Stored items:
• • • •

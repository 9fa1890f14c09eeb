use lambda_http::{run, service_fn, tracing, Error, Request};
use provisioning_shared::config::BackendConfig;
use provisioning_shared::supabase::SupabaseClient;
use provisioning_shared::AppState;
use std::sync::Arc;

mod http_handler;

#[tokio::main]
async fn main() -> Result<(), Error> {
    tracing::init_default_subscriber();

    // Build the backend client once at startup
    let config = BackendConfig::from_env()?;
    tracing::info!("Backend configured: {:?}", config);

    let state = AppState::new(Arc::new(SupabaseClient::new(config)?));

    run(service_fn(move |event: Request| {
        let state = Arc::clone(&state);
        async move { http_handler::function_handler(event, state).await }
    }))
    .await
}
//! Supabase-backed [`UserBackend`].
//!
//! Identity calls go to the auth service (`/auth/v1`), profile rows to the
//! REST interface of the database (`/rest/v1`). The caller is resolved with
//! the anon key and the caller's own token; everything else runs under the
//! service role key.

use async_trait::async_trait;
use reqwest::header::{ACCEPT, AUTHORIZATION};
use reqwest::{Client, RequestBuilder, Response, StatusCode};
use serde::Deserialize;
use uuid::Uuid;

use crate::backend::{BackendError, UserBackend};
use crate::config::BackendConfig;
use crate::types::{Identity, NewIdentity, ProfileRow, RoleRow};

const SINGLE_OBJECT: &str = "application/vnd.pgrst.object+json";

#[derive(Clone)]
pub struct SupabaseClient {
    config: BackendConfig,
    http: Client,
}

impl SupabaseClient {
    pub fn new(config: BackendConfig) -> Result<Self, BackendError> {
        let http = Client::builder()
            .user_agent(concat!("provisioning-shared/", env!("CARGO_PKG_VERSION")))
            .build()?;

        Ok(Self { config, http })
    }

    fn auth_url(&self, path: &str) -> String {
        format!("{}/auth/v1/{}", self.config.url, path)
    }

    fn profiles_url(&self) -> String {
        format!("{}/rest/v1/{}", self.config.url, self.config.profiles_table)
    }

    fn with_service_key(&self, builder: RequestBuilder) -> RequestBuilder {
        builder
            .header("apikey", &self.config.service_role_key)
            .bearer_auth(&self.config.service_role_key)
    }
}

#[async_trait]
impl UserBackend for SupabaseClient {
    async fn resolve_caller(&self, authorization: &str) -> Result<Option<Identity>, BackendError> {
        let response = self
            .http
            .get(self.auth_url("user"))
            .header("apikey", &self.config.anon_key)
            .header(AUTHORIZATION, authorization)
            .send()
            .await?;

        if !response.status().is_success() {
            tracing::debug!("Caller token rejected: {}", response.status());
            return Ok(None);
        }

        Ok(Some(response.json::<Identity>().await?))
    }

    async fn fetch_role(&self, identity_id: Uuid) -> Result<Option<String>, BackendError> {
        let id_filter = format!("eq.{}", identity_id);

        let response = self
            .with_service_key(self.http.get(self.profiles_url()))
            .query(&[("select", "cargo"), ("id", id_filter.as_str())])
            .header(ACCEPT, SINGLE_OBJECT)
            .send()
            .await?;

        if !response.status().is_success() {
            return Err(rejection(response).await);
        }

        let row: RoleRow = response.json().await?;
        Ok(row.cargo)
    }

    async fn create_identity(&self, identity: &NewIdentity) -> Result<Identity, BackendError> {
        let response = self
            .with_service_key(self.http.post(self.auth_url("admin/users")))
            .json(identity)
            .send()
            .await?;

        if !response.status().is_success() {
            return Err(rejection(response).await);
        }

        Ok(response.json::<Identity>().await?)
    }

    async fn insert_profile(&self, profile: &ProfileRow) -> Result<(), BackendError> {
        let response = self
            .with_service_key(self.http.post(self.profiles_url()))
            .header("Prefer", "return=minimal")
            .json(profile)
            .send()
            .await?;

        if !response.status().is_success() {
            return Err(rejection(response).await);
        }

        Ok(())
    }

    async fn delete_identity(&self, identity_id: Uuid) -> Result<(), BackendError> {
        let response = self
            .with_service_key(
                self.http
                    .delete(self.auth_url(&format!("admin/users/{}", identity_id))),
            )
            .send()
            .await?;

        if !response.status().is_success() {
            return Err(rejection(response).await);
        }

        Ok(())
    }
}

/// Error envelope shared by the auth service and the REST interface.
#[derive(Deserialize, Default)]
struct ErrorEnvelope {
    msg: Option<String>,
    message: Option<String>,
    error_description: Option<String>,
    error: Option<String>,
}

async fn rejection(response: Response) -> BackendError {
    let status = response.status();
    let body = response.text().await.unwrap_or_default();
    BackendError::rejected(status.as_u16(), error_message(status, &body))
}

fn error_message(status: StatusCode, body: &str) -> String {
    if let Ok(envelope) = serde_json::from_str::<ErrorEnvelope>(body) {
        let found = [
            envelope.msg,
            envelope.message,
            envelope.error_description,
            envelope.error,
        ]
        .into_iter()
        .flatten()
        .find(|m| !m.is_empty());

        if let Some(message) = found {
            return message;
        }
    }

    let body = body.trim();
    if !body.is_empty() {
        return body.to_string();
    }

    status
        .canonical_reason()
        .unwrap_or("request failed")
        .to_string()
}
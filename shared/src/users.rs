use crate::backend::{BackendError, UserBackend};
use crate::error::ProvisionError;
use crate::types::{CreateUserRequest, CreateUserResponse, NewIdentity, ProfileRow, ADMIN_ROLE};

/// Create an identity and its profile on behalf of an administrator.
///
/// Checks run in order and the first failure ends the call: caller token,
/// caller identity, caller role, payload, identity creation, profile insert.
/// A failed profile insert deletes the identity it belonged to.
pub async fn create_user<B>(
    backend: &B,
    authorization: Option<&str>,
    body: &[u8],
) -> Result<CreateUserResponse, ProvisionError>
where
    B: UserBackend + ?Sized,
{
    let authorization = authorization
        .filter(|value| !value.is_empty())
        .ok_or(ProvisionError::AuthenticationMissing)?;

    let caller = backend
        .resolve_caller(authorization)
        .await?
        .ok_or(ProvisionError::AuthenticationInvalid)?;

    tracing::info!("Create user requested by {}", caller.id);

    // Lookup errors (no profile, duplicate rows) count as a denial.
    let role = match backend.fetch_role(caller.id).await {
        Ok(role) => role,
        Err(e) => {
            tracing::warn!("Role lookup failed for {}: {}", caller.id, e);
            None
        }
    };
    if !is_admin(role.as_deref()) {
        return Err(ProvisionError::AuthorizationDenied);
    }

    let request = parse_request(body)?;

    let identity = backend
        .create_identity(&NewIdentity::confirmed(&request.email, &request.password))
        .await
        .map_err(|e| match e {
            BackendError::Rejected { message, .. } => {
                ProvisionError::UpstreamCreateFailed(message)
            }
            other => ProvisionError::Backend(other),
        })?;

    tracing::info!("Identity {} created", identity.id);

    let profile = ProfileRow {
        id: identity.id,
        full_name: request.full_name,
        role: request.role,
    };

    if let Err(source) = backend.insert_profile(&profile).await {
        tracing::error!("Profile insert failed for {}, rolling back identity", identity.id);
        if let Err(e) = backend.delete_identity(identity.id).await {
            tracing::error!("Failed to delete orphaned identity {}: {}", identity.id, e);
        }
        return Err(ProvisionError::ProfileInsertFailed {
            identity_id: identity.id,
            source,
        });
    }

    Ok(CreateUserResponse::created(identity.id))
}

fn is_admin(role: Option<&str>) -> bool {
    role.map(|r| r.to_lowercase() == ADMIN_ROLE).unwrap_or(false)
}

struct ValidRequest {
    email: String,
    password: String,
    full_name: String,
    role: String,
}

fn parse_request(body: &[u8]) -> Result<ValidRequest, ProvisionError> {
    let value: serde_json::Value = serde_json::from_slice(body)
        .map_err(|e| ProvisionError::MalformedBody(e.to_string()))?;

    // Other non-object bodies carry none of the fields.
    let request: CreateUserRequest = match value {
        serde_json::Value::Null => {
            return Err(ProvisionError::MalformedBody("body is null".to_string()))
        }
        serde_json::Value::Object(_) => serde_json::from_value(value).map_err(|e| {
            tracing::warn!("Rejected request fields: {}", e);
            ProvisionError::ValidationFailed
        })?,
        _ => CreateUserRequest::default(),
    };

    let present = |field: Option<String>| field.filter(|v| !v.is_empty());

    match (
        present(request.email),
        present(request.password),
        present(request.full_name),
        present(request.cargo),
    ) {
        (Some(email), Some(password), Some(full_name), Some(role)) => Ok(ValidRequest {
            email,
            password,
            full_name,
            role,
        }),
        _ => Err(ProvisionError::ValidationFailed),
    }
}
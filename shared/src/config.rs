use std::env;
use std::fmt;

use thiserror::Error;

pub const DEFAULT_PROFILES_TABLE: &str = "perfis";

#[derive(Debug, Error, PartialEq)]
pub enum ConfigError {
    #[error("{0} must be set")]
    Missing(&'static str),
}

/// Connection settings for the identity provider and the profile store.
///
/// Loaded once when the lambda starts and shared by every invocation.
#[derive(Clone)]
pub struct BackendConfig {
    pub url: String,
    pub service_role_key: String,
    pub anon_key: String,
    pub profiles_table: String,
}

impl BackendConfig {
    pub fn new(url: &str, service_role_key: &str, anon_key: &str) -> Self {
        Self {
            url: url.trim_end_matches('/').to_string(),
            service_role_key: service_role_key.to_string(),
            anon_key: anon_key.to_string(),
            profiles_table: DEFAULT_PROFILES_TABLE.to_string(),
        }
    }

    pub fn from_env() -> Result<Self, ConfigError> {
        Self::from_lookup(|name| env::var(name).ok())
    }

    fn from_lookup<F>(lookup: F) -> Result<Self, ConfigError>
    where
        F: Fn(&str) -> Option<String>,
    {
        let required = |name: &'static str| {
            lookup(name)
                .filter(|value| !value.is_empty())
                .ok_or(ConfigError::Missing(name))
        };

        let mut config = Self::new(
            &required("SUPABASE_URL")?,
            &required("SUPABASE_SERVICE_ROLE_KEY")?,
            &required("SUPABASE_ANON_KEY")?,
        );

        if let Some(table) = lookup("PROFILES_TABLE").filter(|t| !t.is_empty()) {
            config.profiles_table = table;
        }

        Ok(config)
    }
}

// Keys stay out of logs.
impl fmt::Debug for BackendConfig {
    fn fmt(&self, f: &mut fmt::Formatter<'_>) -> fmt::Result {
        f.debug_struct("BackendConfig")
            .field("url", &self.url)
            .field("service_role_key", &"<redacted>")
            .field("anon_key", &"<redacted>")
            .field("profiles_table", &self.profiles_table)
            .finish()
    }
}
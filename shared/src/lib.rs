pub mod types;
pub mod config;
pub mod error;
pub mod backend;
pub mod supabase;
pub mod users;

use backend::UserBackend;
use std::sync::Arc;

/// Shared application state
pub struct AppState {
    pub backend: Arc<dyn UserBackend>,
}

impl AppState {
    pub fn new(backend: Arc<dyn UserBackend>) -> Arc<Self> {
        Arc::new(Self { backend })
    }
}
// Patient Domain Model

use chrono::{DateTime, TimeZone, Utc};
use serde::{Deserialize, Serialize};

/// Ticket ID (UUID v4 in production)
pub type PatientId = String;

/// Priority tier. Urgent always pre-empts Regular within a category.
#[derive(Debug, Clone, Copy, PartialEq, Eq, Hash, Serialize, Deserialize)]
#[serde(rename_all = "SCREAMING_SNAKE_CASE")]
pub enum Priority {
    Urgent,
    Regular,
}

impl Priority {
    pub fn from_urgent_flag(is_urgent: bool) -> Self {
        if is_urgent {
            Priority::Urgent
        } else {
            Priority::Regular
        }
    }

    pub fn is_urgent(&self) -> bool {
        matches!(self, Priority::Urgent)
    }
}

impl std::fmt::Display for Priority {
    fn fmt(&self, f: &mut std::fmt::Formatter<'_>) -> std::fmt::Result {
        match self {
            Priority::Urgent => write!(f, "Urgent"),
            Priority::Regular => write!(f, "Regular"),
        }
    }
}

/// A single waiting party.
///
/// Immutable once created: fields are private and only exposed through
/// accessors. The queue that admitted it owns it until dispatch, after which
/// ownership moves to the caller.
#[derive(Debug, Clone, PartialEq, Eq, Serialize, Deserialize)]
pub struct Patient {
    id: PatientId,
    name: String,
    priority: Priority,
    arrived_at: i64, // epoch ms
}

impl Patient {
    /// Create a new Patient
    ///
    /// # Arguments
    ///
    /// * `id` - Ticket ID (injected, not generated)
    /// * `name` - Display name, validated by the caller
    /// * `priority` - Tier the patient is admitted to
    /// * `arrived_at` - Arrival timestamp in epoch ms (injected, not system time)
    pub fn new(
        id: impl Into<String>,
        name: impl Into<String>,
        priority: Priority,
        arrived_at: i64,
    ) -> Self {
        Self {
            id: id.into(),
            name: name.into(),
            priority,
            arrived_at,
        }
    }

    pub fn id(&self) -> &str {
        &self.id
    }

    pub fn name(&self) -> &str {
        &self.name
    }

    pub fn priority(&self) -> Priority {
        self.priority
    }

    pub fn is_urgent(&self) -> bool {
        self.priority.is_urgent()
    }

    pub fn arrived_at(&self) -> i64 {
        self.arrived_at
    }

    /// Arrival time as a UTC timestamp, for rendering
    pub fn arrived_at_utc(&self) -> DateTime<Utc> {
        Utc.timestamp_millis_opt(self.arrived_at)
            .single()
            .unwrap_or(DateTime::<Utc>::MIN_UTC)
    }
}
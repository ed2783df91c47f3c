// Central Error Type for the Application

use thiserror::Error;

/// Application-level error type
#[derive(Error, Debug)]
pub enum AppError {
    #[error("Domain error: {0}")]
    Domain(#[from] crate::domain::DomainError),

    #[error("Configuration error: {0}")]
    Config(String),
}

/// Result type alias using AppError
pub type Result<T> = std::result::Result<T, AppError>;
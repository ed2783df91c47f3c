//! Interactive menu loop
//!
//! Generic over its input and output so whole sessions can be scripted in
//! tests. End of input ends the session the same way "Exit" does.

use crate::render;
use anyhow::Result;
use colored::Colorize;
use std::io::{BufRead, Write};
use triage_core::domain::{CategoryId, DomainError, Priority};
use triage_core::Registry;

#[derive(Debug, Clone, Copy, PartialEq, Eq)]
enum MenuChoice {
    AddPatient,
    PrintPatients,
    NextPatient,
    Statistics,
    ClearScreen,
    Exit,
}

impl MenuChoice {
    fn from_number(n: usize) -> Option<Self> {
        match n {
            1 => Some(MenuChoice::AddPatient),
            2 => Some(MenuChoice::PrintPatients),
            3 => Some(MenuChoice::NextPatient),
            4 => Some(MenuChoice::Statistics),
            5 => Some(MenuChoice::ClearScreen),
            6 => Some(MenuChoice::Exit),
            _ => None,
        }
    }
}

/// Whether the session keeps going after a step
#[derive(Debug, PartialEq, Eq)]
enum Flow {
    Continue,
    Exit,
}

#[derive(Debug, Clone, Copy, Default)]
pub struct ShellOptions {
    /// Render listing and statistics as JSON
    pub json: bool,
}

pub struct Shell<R, W> {
    input: R,
    output: W,
    registry: Registry,
    options: ShellOptions,
}

impl<R: BufRead, W: Write> Shell<R, W> {
    pub fn new(input: R, output: W, registry: Registry, options: ShellOptions) -> Self {
        Self {
            input,
            output,
            registry,
            options,
        }
    }

    pub fn registry(&self) -> &Registry {
        &self.registry
    }

    pub fn run(&mut self) -> Result<()> {
        render::banner(&mut self.output)?;

        loop {
            render::menu(&mut self.output)?;
            let Some(choice) = self.read_number(
                "Invalid input. Please enter a number between 1 and 6: ",
                |_, n| MenuChoice::from_number(n).is_some(),
            )?
            else {
                break;
            };
            writeln!(self.output)?;

            let flow = match MenuChoice::from_number(choice) {
                Some(MenuChoice::AddPatient) => self.add_patient()?,
                Some(MenuChoice::PrintPatients) => self.print_patients()?,
                Some(MenuChoice::NextPatient) => self.next_patient()?,
                Some(MenuChoice::Statistics) => self.print_statistics()?,
                Some(MenuChoice::ClearScreen) => {
                    render::clear_screen(&mut self.output)?;
                    render::banner(&mut self.output)?;
                    Flow::Continue
                }
                Some(MenuChoice::Exit) | None => {
                    writeln!(self.output, "Exiting program...")?;
                    Flow::Exit
                }
            };

            if flow == Flow::Exit {
                break;
            }
        }

        self.output.flush()?;
        Ok(())
    }

    /// Next input line, `None` at end of input
    fn read_line(&mut self) -> Result<Option<String>> {
        let mut line = String::new();
        if self.input.read_line(&mut line)? == 0 {
            return Ok(None);
        }
        Ok(Some(line))
    }

    /// Re-prompt until a number accepted by `valid` is entered
    fn read_number(
        &mut self,
        retry_prompt: &str,
        valid: impl Fn(&Registry, usize) -> bool,
    ) -> Result<Option<usize>> {
        loop {
            self.output.flush()?;
            let Some(line) = self.read_line()? else {
                return Ok(None);
            };
            match line.trim().parse::<usize>() {
                Ok(n) if valid(&self.registry, n) => return Ok(Some(n)),
                _ => write!(self.output, "{}", retry_prompt)?,
            }
        }
    }

    fn read_category(&mut self) -> Result<Option<CategoryId>> {
        let count = self.registry.category_count();
        write!(self.output, "Enter specialization (1-{}): ", count)?;

        let retry = format!(
            "Invalid input. Please enter a number between 1 and {}: ",
            count
        );
        self.read_number(&retry, |registry, n| registry.queue(n).is_ok())
    }

    fn add_patient(&mut self) -> Result<Flow> {
        let Some(category) = self.read_category()? else {
            return Ok(Flow::Exit);
        };

        write!(self.output, "Enter patient name: ")?;
        self.output.flush()?;
        let Some(name) = self.read_line()? else {
            return Ok(Flow::Exit);
        };
        let name = name.trim().to_string();
        if name.is_empty() {
            writeln!(
                self.output,
                "{}",
                "Invalid name. Please enter a valid name.".red()
            )?;
            writeln!(self.output)?;
            return Ok(Flow::Continue);
        }

        write!(self.output, "Enter status (0 for regular, 1 for urgent): ")?;
        let Some(status) = self.read_number(
            "Invalid input. Please enter 0 for regular or 1 for urgent: ",
            |_, n| n <= 1,
        )?
        else {
            return Ok(Flow::Exit);
        };
        let priority = Priority::from_urgent_flag(status == 1);

        match self.registry.admit(category, name, priority) {
            Ok(patient) => {
                let ticket = patient.id().to_string();
                writeln!(self.output, "{}", "Patient added successfully.".green())?;
                writeln!(self.output, "Ticket: {}", ticket)?;
            }
            Err(DomainError::CapacityExceeded { category, .. }) => {
                writeln!(
                    self.output,
                    "{}",
                    format!(
                        "Sorry, we can't add more patients for specialization {}.",
                        category
                    )
                    .yellow()
                )?;
            }
            Err(e) => writeln!(self.output, "{}", e.to_string().red())?,
        }
        writeln!(self.output)?;

        Ok(Flow::Continue)
    }

    fn next_patient(&mut self) -> Result<Flow> {
        let Some(category) = self.read_category()? else {
            return Ok(Flow::Exit);
        };

        match self.registry.dispatch_next(category) {
            Ok(patient) => render::dispatched(&mut self.output, &patient)?,
            Err(DomainError::EmptyQueue { category }) => {
                writeln!(self.output)?;
                writeln!(
                    self.output,
                    "No patients in specialization {} at the moment. Have rest, Doctor.",
                    category
                )?;
                writeln!(self.output)?;
            }
            Err(e) => writeln!(self.output, "{}", e.to_string().red())?,
        }

        Ok(Flow::Continue)
    }

    fn print_patients(&mut self) -> Result<Flow> {
        let snapshots = self.registry.list_non_empty();
        if self.options.json {
            render::json(&mut self.output, &snapshots)?;
        } else {
            render::listing(&mut self.output, &snapshots)?;
        }
        Ok(Flow::Continue)
    }

    fn print_statistics(&mut self) -> Result<Flow> {
        let stats = self.registry.statistics();
        if self.options.json {
            render::json(&mut self.output, &stats)?;
        } else {
            render::statistics(&mut self.output, &stats)?;
        }
        Ok(Flow::Continue)
    }
}
// Domain Error Types
//
// All variants are expected outcomes reported to the immediate caller.
// None of them leaves a queue partially mutated.

use super::CategoryId;
use thiserror::Error;

#[derive(Error, Debug, Clone, PartialEq, Eq)]
pub enum DomainError {
    #[error("Invalid category: {category} (expected 1..={count})")]
    InvalidCategory { category: CategoryId, count: usize },

    #[error("Category {category} is at capacity ({capacity})")]
    CapacityExceeded { category: CategoryId, capacity: usize },

    #[error("No patients waiting in category {category}")]
    EmptyQueue { category: CategoryId },
}

pub type Result<T> = std::result::Result<T, DomainError>;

• • • •

EXERCISE INSTRUCTIONS
Retype the entries above exactly, but only from the line containing "#[tokio::main]" through the line containing "run(service_fn(move |event: Request|", both included.

OUTPUT OF THE EXERCISE
#[tokio::main]
async fn main() -> Result<(), Error> {
    tracing::init_default_subscriber();

    // Build the backend client once at startup
    let config = BackendConfig::from_env()?;
    tracing::info!("Backend configured: {:?}", config);

    let state = AppState::new(Arc::new(SupabaseClient::new(config)?));

    run(service_fn(move |event: Request| {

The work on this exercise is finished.